IEEE Access (Jan 2024)
GNSS Urban Positioning With Multipath Mitigation Using Duration Time of Time-Differenced Code-Minus-Carrier
Abstract
The demand for various emerging navigation-based technologies, particularly for autonomous and unmanned systems, has increased recently, requiring accurate and robust positioning performance to support these systems. While the global navigation satellite system is a key technology that can meet these demands, it faces significant challenges in urban areas due to multipath errors caused by tall buildings and signal obstructions. This study proposes a method for achieving precise absolute navigation in urban areas, even for users of low-cost, single-frequency receivers. To overcome these challenges, the proposed method utilizes the characteristics of multipath errors to ensure accurate navigation. As users move through urban areas, multipath errors tend to fluctuate and may cause frequent signal loss.

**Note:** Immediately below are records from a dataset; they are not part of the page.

use rand::{SeedableRng as _, seq::SliceRandom as _};
use rand_pcg::Pcg32;

use crate::error::AnalysisError;

/// Share of events assigned to training when nothing else is configured.
pub const DEFAULT_TRAIN_FRACTION: f64 = 0.7;

/// How events are ordered before the split boundary is applied.
#[derive(Debug, Clone, Copy, PartialEq, Eq, Default)]
pub enum SplitStrategy {
    /// Keep the input order.
    #[default]
    Sequential,
    /// Permute the events with a PCG generator seeded by `seed`.
    Shuffled { seed: u64 },
}

/// Events divided into a training and a testing partition.
#[derive(Debug, Clone, PartialEq, Eq)]
pub struct TrainTestSplit<T> {
    pub train: Vec<T>,
    pub test: Vec<T>,
}

/// Splits `events` into training and testing partitions.
///
/// With `n` events and `n_train = floor(n * train_fraction)`, the event at
/// position `i` goes to training when `i <= n_train`, so training receives
/// `min(n, n_train + 1)` events.
///
/// # Examples
///
/// ```
/// use discrim_analysis::split::{SplitStrategy, split_events};
///
/// let split = split_events((0..10).collect(), 0.7, SplitStrategy::Sequential).unwrap();
/// assert_eq!(split.train, [0, 1, 2, 3, 4, 5, 6, 7]);
/// assert_eq!(split.test, [8, 9]);
/// ```
///
/// # Errors
///
/// Returns [`AnalysisError::InvalidFraction`] unless `train_fraction` is in `[0, 1]`.
pub fn split_events<T>(
    mut events: Vec<T>,
    train_fraction: f64,
    strategy: SplitStrategy,
) -> Result<TrainTestSplit<T>, AnalysisError> {
    if !(0.0..=1.0).contains(&train_fraction) {
        return Err(AnalysisError::InvalidFraction(train_fraction));
    }
    if let SplitStrategy::Shuffled { seed } = strategy {
        let mut rng = Pcg32::seed_from_u64(seed);
        events.shuffle(&mut rng);
    }

    let n_events = events.len();
    #[expect(clippy::cast_precision_loss)]
    let n_train = (n_events as f64 * train_fraction).floor();
    #[expect(clippy::cast_possible_truncation, clippy::cast_sign_loss)]
    let n_train = n_train as usize;

    let test = events.split_off(n_events.min(n_train + 1));
    tracing::debug!(
        events = n_events,
        train = events.len(),
        test = test.len(),
        ?strategy,
        "split events"
    );
    Ok(TrainTestSplit {
        train: events,
        test,
    })
}
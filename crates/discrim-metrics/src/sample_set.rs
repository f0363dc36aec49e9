use discrim_stats::histogram::Histogram;

use crate::error::{InvalidInput, MetricsError, SampleRole};

/// One signal histogram and an ordered list of background histograms.
///
/// All histograms share the signal's binning and hold only finite,
/// non-negative counts; both are checked on construction.
///
/// # Examples
///
/// ```
/// use discrim_metrics::sample_set::SampleSet;
/// use discrim_stats::{axis::BinAxis, histogram::Histogram};
///
/// let axis = BinAxis::uniform(3, 0.5, 3.5).unwrap();
/// let signal = Histogram::new(axis.clone(), vec![10.0, 20.0, 30.0]).unwrap();
/// let background = Histogram::new(axis, vec![5.0, 5.0, 5.0]).unwrap();
///
/// let samples = SampleSet::new(signal, vec![background]).unwrap();
/// assert_eq!(samples.n_bins(), 3);
/// assert_eq!(samples.background_total(), 15.0);
/// ```
#[derive(Debug, Clone, PartialEq)]
pub struct SampleSet {
    signal: Histogram,
    backgrounds: Vec<Histogram>,
}

impl SampleSet {
    pub fn new(signal: Histogram, backgrounds: Vec<Histogram>) -> Result<Self, MetricsError> {
        check_counts(&signal, SampleRole::Signal)?;
        for (index, background) in backgrounds.iter().enumerate() {
            if background.n_bins() != signal.n_bins() {
                return Err(InvalidInput::BinningMismatch {
                    index,
                    expected: signal.n_bins(),
                    found: background.n_bins(),
                }
                .into());
            }
            if !background.axis().same_binning(signal.axis()) {
                return Err(InvalidInput::ShiftedBinning { index }.into());
            }
            check_counts(background, SampleRole::Background(index))?;
        }
        Ok(Self {
            signal,
            backgrounds,
        })
    }

    #[must_use]
    pub fn signal(&self) -> &Histogram {
        &self.signal
    }

    #[must_use]
    pub fn backgrounds(&self) -> &[Histogram] {
        &self.backgrounds
    }

    #[must_use]
    pub fn n_bins(&self) -> usize {
        self.signal.n_bins()
    }

    /// Sum of the unconditional totals of every background.
    #[must_use]
    pub fn background_total(&self) -> f64 {
        self.backgrounds.iter().map(Histogram::total).sum()
    }

    #[must_use]
    pub fn into_parts(self) -> (Histogram, Vec<Histogram>) {
        (self.signal, self.backgrounds)
    }
}

// Histograms derived through `scaled` or `added` may carry non-finite counts.
fn check_counts(hist: &Histogram, sample: SampleRole) -> Result<(), MetricsError> {
    if let Some(bin) = hist.first_non_finite_bin() {
        return Err(InvalidInput::NonFiniteCount { sample, bin }.into());
    }
    if let Some(bin) = hist.first_negative_bin() {
        return Err(InvalidInput::NegativeCount { sample, bin }.into());
    }
    Ok(())
}

#[cfg(test)]
mod tests {
    use discrim_stats::axis::BinAxis;

    use super::*;

    fn hist(n_bins: usize, counts: &[f64]) -> Histogram {
        let axis = BinAxis::uniform(n_bins, 0.0, 1.0).unwrap();
        Histogram::new(axis, counts.to_vec()).unwrap()
    }

    #[test]
    fn test_accepts_no_backgrounds() {
        let samples = SampleSet::new(hist(2, &[1.0, 1.0]), vec![]).unwrap();
        assert!(samples.backgrounds().is_empty());
        assert_eq!(samples.background_total(), 0.0);
    }

    #[test]
    fn test_rejects_mismatched_binning() {
        let err = SampleSet::new(
            hist(2, &[1.0, 1.0]),
            vec![hist(2, &[1.0, 1.0]), hist(3, &[1.0, 1.0, 1.0])],
        )
        .unwrap_err();
        assert_eq!(
            err,
            MetricsError::InvalidInput(InvalidInput::BinningMismatch {
                index: 1,
                expected: 2,
                found: 3
            })
        );
    }

    #[test]
    fn test_rejects_shifted_binning() {
        let shifted = Histogram::new(BinAxis::uniform(2, 0.5, 1.5).unwrap(), vec![1.0, 1.0]).unwrap();
        let err = SampleSet::new(hist(2, &[1.0, 1.0]), vec![shifted]).unwrap_err();
        assert_eq!(
            err,
            MetricsError::InvalidInput(InvalidInput::ShiftedBinning { index: 0 })
        );
        assert_eq!(
            err.to_string(),
            "invalid input: background #0 has the signal's bin count but shifted bin centers"
        );
    }

    #[test]
    fn test_rejects_negative_counts() {
        let err = SampleSet::new(hist(2, &[1.0, -1.0]), vec![]).unwrap_err();
        assert_eq!(
            err,
            MetricsError::InvalidInput(InvalidInput::NegativeCount {
                sample: SampleRole::Signal,
                bin: 2
            })
        );

        let err = SampleSet::new(hist(2, &[1.0, 1.0]), vec![hist(2, &[-3.0, 1.0])]).unwrap_err();
        assert_eq!(
            err,
            MetricsError::InvalidInput(InvalidInput::NegativeCount {
                sample: SampleRole::Background(0),
                bin: 1
            })
        );
    }

    #[test]
    fn test_rejects_non_finite_counts() {
        let signal = hist(2, &[1.0, 2.0]);
        let err = SampleSet::new(signal.scaled(f64::MAX), vec![]).unwrap_err();
        assert_eq!(
            err,
            MetricsError::InvalidInput(InvalidInput::NonFiniteCount {
                sample: SampleRole::Signal,
                bin: 2
            })
        );

        let err = SampleSet::new(signal.clone(), vec![signal.scaled(f64::NAN)]).unwrap_err();
        assert_eq!(
            err,
            MetricsError::InvalidInput(InvalidInput::NonFiniteCount {
                sample: SampleRole::Background(0),
                bin: 0
            })
        );
    }
}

The introduction of the “duration time” concept enables users to quickly select measurements with relatively small multipath errors based on the characteristics of multipath errors. Users can mitigate multipath errors by utilizing selected measurements and achieve more stable position estimation. By introducing duration time into time-differenced code-minus-carrier measurements and successfully selecting measurements using duration time, we confirmed that the navigation accuracy in urban areas can be improved. Field tests were conducted in an urban environment to verify the enhanced navigation performance of the proposed system. Hence, standalone navigation achieved meter-level performance, and integrated navigation combined with Doppler measurements achieved decimeter-level performance. This demonstrates that the proposed methods can mitigate position jumps caused by multipath errors in urban areas, ensuring stable position estimation performance.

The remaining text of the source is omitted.